Elementary steps of electrochemical oxidation of single-crystal planes of Au—I. Chemical basis of processes involving geometry of anions and the electrode surfaces

Abstract

Single-crystal planes of Au electrodes in the (111), (100) and (110) orientation were studied by the potentiodynamic sweep method in solutions of anions which adsorb weakly (HClO 4) and strongly (H 2SO 4) on Au. It is shown how the specific adsorption of anions which appear to be fully discharged on the (111) and (110) planes, but very little or not at all on the (100) planes, depends on the symmetry of the arrangement of surface atoms in relation to the three-fold geometry of the tetrahedral anions. This in turn determines the type and extent of a coordinative deposition (UPD) of OH in between adsorbed anions, which seems to occur with only partial charge transfer (γ = 0.5).
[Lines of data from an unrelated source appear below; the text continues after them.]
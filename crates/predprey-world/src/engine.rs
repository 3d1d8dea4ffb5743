//! Update rules for a single discrete tick.
//!
//! A tick runs in two raster-order passes over the grid: every prey first
//! grazes and moves, then every predator hunts or moves. Cells touched by an
//! action are marked handled so nothing acts twice within one tick.

use crate::grid::Grid;
use crate::neighbourhood::{neighbours, Neighbours};
use predprey_core::{Cell, CellKind, SimConfig};
use rand::Rng;
use serde::{Deserialize, Serialize};
use std::ops::AddAssign;

/// Counts of what happened during one or more ticks
#[derive(Debug, Clone, Copy, Default, PartialEq, Eq, Serialize, Deserialize)]
pub struct TickSummary {
    pub prey_moves: u64,
    pub prey_births: u64,
    pub prey_deaths: u64,
    pub hunts: u64,
    pub predator_moves: u64,
    pub predator_births: u64,
    pub predator_deaths: u64,
}

impl AddAssign for TickSummary {
    fn add_assign(&mut self, other: Self) {
        self.prey_moves += other.prey_moves;
        self.prey_births += other.prey_births;
        self.prey_deaths += other.prey_deaths;
        self.hunts += other.hunts;
        self.predator_moves += other.predator_moves;
        self.predator_births += other.predator_births;
        self.predator_deaths += other.predator_deaths;
    }
}

/// A single state change, in the order it was applied.
///
/// `birth` is true when the source cell kept a child.
#[derive(Debug, Clone, Copy, PartialEq, Eq, Serialize, Deserialize)]
pub enum Action {
    Moved {
        kind: CellKind,
        from: usize,
        to: usize,
        birth: bool,
    },
    Hunted {
        from: usize,
        to: usize,
        birth: bool,
    },
    Died {
        kind: CellKind,
        at: usize,
    },
}

impl Action {
    /// Index of the cell that acted
    pub fn source(&self) -> usize {
        match *self {
            Action::Moved { from, .. } | Action::Hunted { from, .. } => from,
            Action::Died { at, .. } => at,
        }
    }

    pub fn destination(&self) -> Option<usize> {
        match *self {
            Action::Moved { to, .. } | Action::Hunted { to, .. } => Some(to),
            Action::Died { .. } => None,
        }
    }
}

struct Journal<'a> {
    summary: TickSummary,
    actions: Option<&'a mut Vec<Action>>,
}

impl<'a> Journal<'a> {
    fn new(actions: Option<&'a mut Vec<Action>>) -> Self {
        Self {
            summary: TickSummary::default(),
            actions,
        }
    }

    fn record(&mut self, action: Action) {
        let s = &mut self.summary;
        match action {
            Action::Moved { kind: CellKind::Prey, birth, .. } => {
                s.prey_moves += 1;
                s.prey_births += u64::from(birth);
            }
            Action::Moved { birth, .. } => {
                s.predator_moves += 1;
                s.predator_births += u64::from(birth);
            }
            Action::Hunted { birth, .. } => {
                s.hunts += 1;
                s.predator_births += u64::from(birth);
            }
            Action::Died { kind: CellKind::Prey, .. } => s.prey_deaths += 1,
            Action::Died { .. } => s.predator_deaths += 1,
        }

        if let Some(actions) = self.actions.as_deref_mut() {
            actions.push(action);
        }
    }
}

/// Advance `grid` by one tick under `config`, drawing neighbour order from `rng`
pub fn tick<R: Rng + ?Sized>(grid: &mut Grid, config: &SimConfig, rng: &mut R) -> TickSummary {
    run(grid, config, rng, Journal::new(None))
}

/// Same as [`tick`], additionally appending every applied action to `actions`
pub fn tick_recorded<R: Rng + ?Sized>(
    grid: &mut Grid,
    config: &SimConfig,
    rng: &mut R,
    actions: &mut Vec<Action>,
) -> TickSummary {
    run(grid, config, rng, Journal::new(Some(actions)))
}

fn run<R: Rng + ?Sized>(
    grid: &mut Grid,
    config: &SimConfig,
    rng: &mut R,
    mut journal: Journal<'_>,
) -> TickSummary {
    grid.clear_handled();
    prey_phase(grid, config, rng, &mut journal);
    predator_phase(grid, config, rng, &mut journal);
    journal.summary
}

fn prey_phase<R: Rng + ?Sized>(
    grid: &mut Grid,
    config: &SimConfig,
    rng: &mut R,
    journal: &mut Journal<'_>,
) {
    for index in 0..grid.len() {
        if grid.is_handled(index) {
            continue;
        }
        let Cell::Prey(health) = grid.at(index) else {
            continue;
        };

        let health = health
            .saturating_add(config.health_increment)
            .min(config.value_max);
        let around = neighbours_of(grid, config, index, rng);

        match first_of_kind(grid, &around, CellKind::Empty) {
            Some(to) => {
                let birth = relocate(
                    grid,
                    index,
                    to,
                    CellKind::Prey,
                    health,
                    config.health_min_for_birth,
                    config.health_penalty_for_birth,
                );
                journal.record(Action::Moved {
                    kind: CellKind::Prey,
                    from: index,
                    to,
                    birth,
                });
            }
            None => {
                // overcrowded
                grid.put(index, Cell::Empty);
                journal.record(Action::Died {
                    kind: CellKind::Prey,
                    at: index,
                });
            }
        }

        grid.mark_handled(index);
    }
}

fn predator_phase<R: Rng + ?Sized>(
    grid: &mut Grid,
    config: &SimConfig,
    rng: &mut R,
    journal: &mut Journal<'_>,
) {
    for index in 0..grid.len() {
        if grid.is_handled(index) {
            continue;
        }
        let Cell::Predator(satiety) = grid.at(index) else {
            continue;
        };

        let mut satiety = satiety.min(config.value_max);
        let around = neighbours_of(grid, config, index, rng);
        let mut acted = false;

        if satiety <= config.satiety_max_for_hunting {
            if let Some(to) = first_of_kind(grid, &around, CellKind::Prey) {
                let health = grid.at(to).vitality().unwrap_or(0);
                let gain = f64::from(config.satiety_to_health_ratio) * f64::from(health);
                let fed = (f64::from(satiety) + gain) as i32;
                satiety = fed.min(config.value_max);

                let birth = relocate(
                    grid,
                    index,
                    to,
                    CellKind::Predator,
                    satiety,
                    config.satiety_min_for_birth,
                    config.satiety_penalty_for_birth,
                );
                journal.record(Action::Hunted {
                    from: index,
                    to,
                    birth,
                });
                acted = true;
            }
        }

        if !acted {
            satiety -= config.satiety_decrement;
            if satiety > 0 {
                if let Some(to) = first_of_kind(grid, &around, CellKind::Empty) {
                    let birth = relocate(
                        grid,
                        index,
                        to,
                        CellKind::Predator,
                        satiety,
                        config.satiety_min_for_birth,
                        config.satiety_penalty_for_birth,
                    );
                    journal.record(Action::Moved {
                        kind: CellKind::Predator,
                        from: index,
                        to,
                        birth,
                    });
                    acted = true;
                }
            }
        }

        if !acted {
            grid.put(index, Cell::Empty);
            journal.record(Action::Died {
                kind: CellKind::Predator,
                at: index,
            });
        }

        grid.mark_handled(index);
    }
}

fn neighbours_of<R: Rng + ?Sized>(
    grid: &Grid,
    config: &SimConfig,
    index: usize,
    rng: &mut R,
) -> Neighbours {
    let pos = grid.index_to_pos(index);
    neighbours(config.topology, pos, grid.width(), grid.height(), rng)
}

fn first_of_kind(grid: &Grid, around: &[usize], kind: CellKind) -> Option<usize> {
    around.iter().copied().find(|&i| grid.at(i).kind() == kind)
}

/// Move a cell from `from` to `to` carrying `vitality`.
///
/// The birth threshold is checked against the moved value: at or above it the
/// source keeps a child weakened by `penalty`, otherwise the source is
/// vacated. Returns whether a child was left behind.
fn relocate(
    grid: &mut Grid,
    from: usize,
    to: usize,
    kind: CellKind,
    vitality: i32,
    min_for_birth: i32,
    penalty: i32,
) -> bool {
    grid.put(to, Cell::live(kind, vitality));

    let child = if vitality >= min_for_birth {
        Cell::live(kind, vitality - penalty)
    } else {
        Cell::Empty
    };
    grid.put(from, child);
    grid.mark_handled(to);

    !child.is_empty()
}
The resolution of the processes of OH deposition in sub-lattices amongst the adsorbed anions is found to be specific for the three low-index planes examined and is interpreted in terms of the states of adsorption of the anions in relation to lattice geometry and charge transfer. The adsorbed anions, by having a stabilizing effect on the MOH (1−γ)-species on the surface, influence also the kinetics of the process of replacement of adsorbed anions by deposited OH on the surface and the concerted M/OH turn-over process which constitutes the beginning stage of formation of bulk-phase oxide material on the electrode.